TASK INSTRUCTIONS - Please copy every line from the following entries in which the word "PartialEq" appears.

DATA IN THIS EXERCISE -

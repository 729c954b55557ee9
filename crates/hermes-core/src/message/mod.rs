//! Protocol messages.
//!
//! [`Message`] is the closed set of payloads the standard defines. Each
//! variant wraps a `*Data` record carrying only that message's fields; the
//! record knows how to encode itself as the message-type element and how to
//! decode from it ([`Fields`]).

mod configuration;
mod horizontal;
mod vertical;

pub use configuration::{
    CurrentConfigurationData, DownstreamConfiguration, GetConfigurationData,
    SetConfigurationData, UpstreamConfiguration,
};
pub use horizontal::{
    BoardAvailableData, BoardForecastData, CheckAliveData, MachineReadyData, NotificationData,
    QueryBoardInfoData, RevokeBoardAvailableData, RevokeMachineReadyData, SendBoardInfoData,
    ServiceDescriptionData, StartTransportData, StopTransportData, SupportedFeatures,
    TransportFinishedData,
};
pub use vertical::{
    BoardArrivedData, BoardDepartedData, QueryHermesCapabilitiesData, QueryWorkOrderInfoData,
    ReplyWorkOrderInfoData, SendHermesCapabilitiesData, SendWorkOrderInfoData,
    SupervisoryFeatures, SupervisoryServiceDescriptionData, TrackedBoard,
};

use crate::Error;
use crate::wire::{XmlNode, wire_enum};
use serde::{Deserialize, Serialize};

/// Version of the standard this engine speaks.
pub const HERMES_VERSION: &str = "1.3";

/// Encoding to and decoding from a message-type element.
pub trait Fields: Sized {
    /// Element name identifying the message type.
    const TAG: &'static str;

    fn to_node(&self) -> XmlNode;

    fn from_node(node: &XmlNode) -> Result<Self, Error>;
}

pub(crate) type Decoder = fn(&XmlNode) -> Result<Message, Error>;

fn decode_as<T: Fields + Into<Message>>(node: &XmlNode) -> Result<Message, Error> {
    T::from_node(node).map(Into::into)
}

macro_rules! messages {
    ($($variant:ident($data:ty),)+) => {
        /// Every message of the standard, horizontal and vertical.
        #[derive(Debug, Clone, PartialEq, Serialize, Deserialize)]
        #[serde(tag = "type")]
        pub enum Message {
            $($variant($data),)+
        }

        impl Message {
            /// The message-type element name.
            pub fn tag(&self) -> &'static str {
                match self {
                    $(Message::$variant(_) => <$data as Fields>::TAG,)+
                }
            }

            pub fn to_node(&self) -> XmlNode {
                match self {
                    $(Message::$variant(data) => data.to_node(),)+
                }
            }
        }

        $(
            impl From<$data> for Message {
                fn from(data: $data) -> Self {
                    Message::$variant(data)
                }
            }
        )+

        const DECODERS: &[(&str, Decoder)] = &[
            $((<$data as Fields>::TAG, decode_as::<$data>),)+
        ];
    };
}

messages! {
    ServiceDescription(ServiceDescriptionData),
    BoardAvailable(BoardAvailableData),
    RevokeBoardAvailable(RevokeBoardAvailableData),
    MachineReady(MachineReadyData),
    RevokeMachineReady(RevokeMachineReadyData),
    StartTransport(StartTransportData),
    StopTransport(StopTransportData),
    TransportFinished(TransportFinishedData),
    Notification(NotificationData),
    CheckAlive(CheckAliveData),
    BoardForecast(BoardForecastData),
    QueryBoardInfo(QueryBoardInfoData),
    SendBoardInfo(SendBoardInfoData),
    GetConfiguration(GetConfigurationData),
    SetConfiguration(SetConfigurationData),
    CurrentConfiguration(CurrentConfigurationData),
    SupervisoryServiceDescription(SupervisoryServiceDescriptionData),
    BoardArrived(BoardArrivedData),
    BoardDeparted(BoardDepartedData),
    QueryWorkOrderInfo(QueryWorkOrderInfoData),
    SendWorkOrderInfo(SendWorkOrderInfoData),
    ReplyWorkOrderInfo(ReplyWorkOrderInfoData),
    QueryHermesCapabilities(QueryHermesCapabilitiesData),
    SendHermesCapabilities(SendHermesCapabilitiesData),
}

/// Looks up the decoder for a message-type element name.
pub(crate) fn decoder(tag: &str) -> Option<Decoder> {
    DECODERS
        .iter()
        .find(|(known, _)| *known == tag)
        .map(|(_, decode)| *decode)
}

/// All message-type element names known to the engine.
pub fn known_tags() -> impl Iterator<Item = &'static str> {
    DECODERS.iter().map(|(tag, _)| *tag)
}

impl Message {
    /// Decodes a message-type element. `Ok(None)` for tags outside the standard.
    pub fn from_node(node: &XmlNode) -> Result<Option<Message>, Error> {
        decoder(node.name()).map(|decode| decode(node)).transpose()
    }

    /// Notification with the given code, severity and text.
    pub fn notification(
        code: NotificationCode,
        severity: Severity,
        description: impl Into<String>,
    ) -> Message {
        Message::Notification(NotificationData::new(code, severity, description))
    }
}

wire_enum! {
    /// Quality of the board being handed over.
    pub enum BoardQuality {
        Any = 0,
        Good = 1,
        Bad = 2,
    }
}

wire_enum! {
    pub enum FlippedBoard {
        SideUpIsUnknown = 0,
        TopSideIsUp = 1,
        BottomSideIsUp = 2,
    }
}

wire_enum! {
    /// How far a transport got before it was stopped or finished.
    pub enum TransferState {
        Unknown = 0,
        NotStarted = 1,
        Incomplete = 2,
        Complete = 3,
    }
}

wire_enum! {
    pub enum NotificationCode {
        Unspecific = 0,
        ProtocolError = 1,
        ConnectionRefusedBecauseOfEstablishedConnection = 2,
        ConnectionResetBecauseOfChangedConfiguration = 3,
        ConfigurationError = 4,
        MachineShutdown = 5,
        BoardForecastError = 6,
    }
}

wire_enum! {
    pub enum Severity {
        Unknown = 0,
        Fatal = 1,
        Error = 2,
        Warning = 3,
        Info = 4,
    }
}

wire_enum! {
    pub enum CheckAliveType {
        Unknown = 0,
        Ping = 1,
        Pong = 2,
    }
}

wire_enum! {
    pub enum BoardArrivedTransfer {
        Unknown = 0,
        Transferred = 1,
        Loaded = 2,
        Inserted = 3,
    }
}

wire_enum! {
    pub enum BoardDepartedTransfer {
        Unknown = 0,
        Transferred = 1,
        Removed = 2,
    }
}

wire_enum! {
    pub enum ReplyWorkOrderInfoStatus {
        Unknown = 0,
        Accepted = 1,
        Rejected = 2,
    }
}

/// Physical board measurements shared by the board-describing messages.
#[derive(Debug, Clone, Default, PartialEq, Serialize, Deserialize)]
pub struct Dimensions {
    pub length: Option<f64>,
    pub width: Option<f64>,
    pub thickness: Option<f64>,
    pub conveyor_speed: Option<f64>,
    pub top_clearance_height: Option<f64>,
    pub bottom_clearance_height: Option<f64>,
    pub weight: Option<f64>,
}

impl Dimensions {
    pub(crate) fn write(&self, node: &mut XmlNode) {
        node.set_opt_measure("Length", self.length);
        node.set_opt_measure("Width", self.width);
        node.set_opt_measure("Thickness", self.thickness);
        node.set_opt_measure("ConveyorSpeed", self.conveyor_speed);
        node.set_opt_measure("TopClearanceHeight", self.top_clearance_height);
        node.set_opt_measure("BottomClearanceHeight", self.bottom_clearance_height);
        node.set_opt_measure("Weight", self.weight);
    }

    pub(crate) fn read(node: &XmlNode) -> Result<Self, Error> {
        Ok(Self {
            length: node.optional_measure("Length")?,
            width: node.optional_measure("Width")?,
            thickness: node.optional_measure("Thickness")?,
            conveyor_speed: node.optional_measure("ConveyorSpeed")?,
            top_clearance_height: node.optional_measure("TopClearanceHeight")?,
            bottom_clearance_height: node.optional_measure("BottomClearanceHeight")?,
            weight: node.optional_measure("Weight")?,
        })
    }
}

ANSWER TO THIS EXERCISE -
        #[derive(Debug, Clone, PartialEq, Serialize, Deserialize)]
#[derive(Debug, Clone, Default, PartialEq, Serialize, Deserialize)]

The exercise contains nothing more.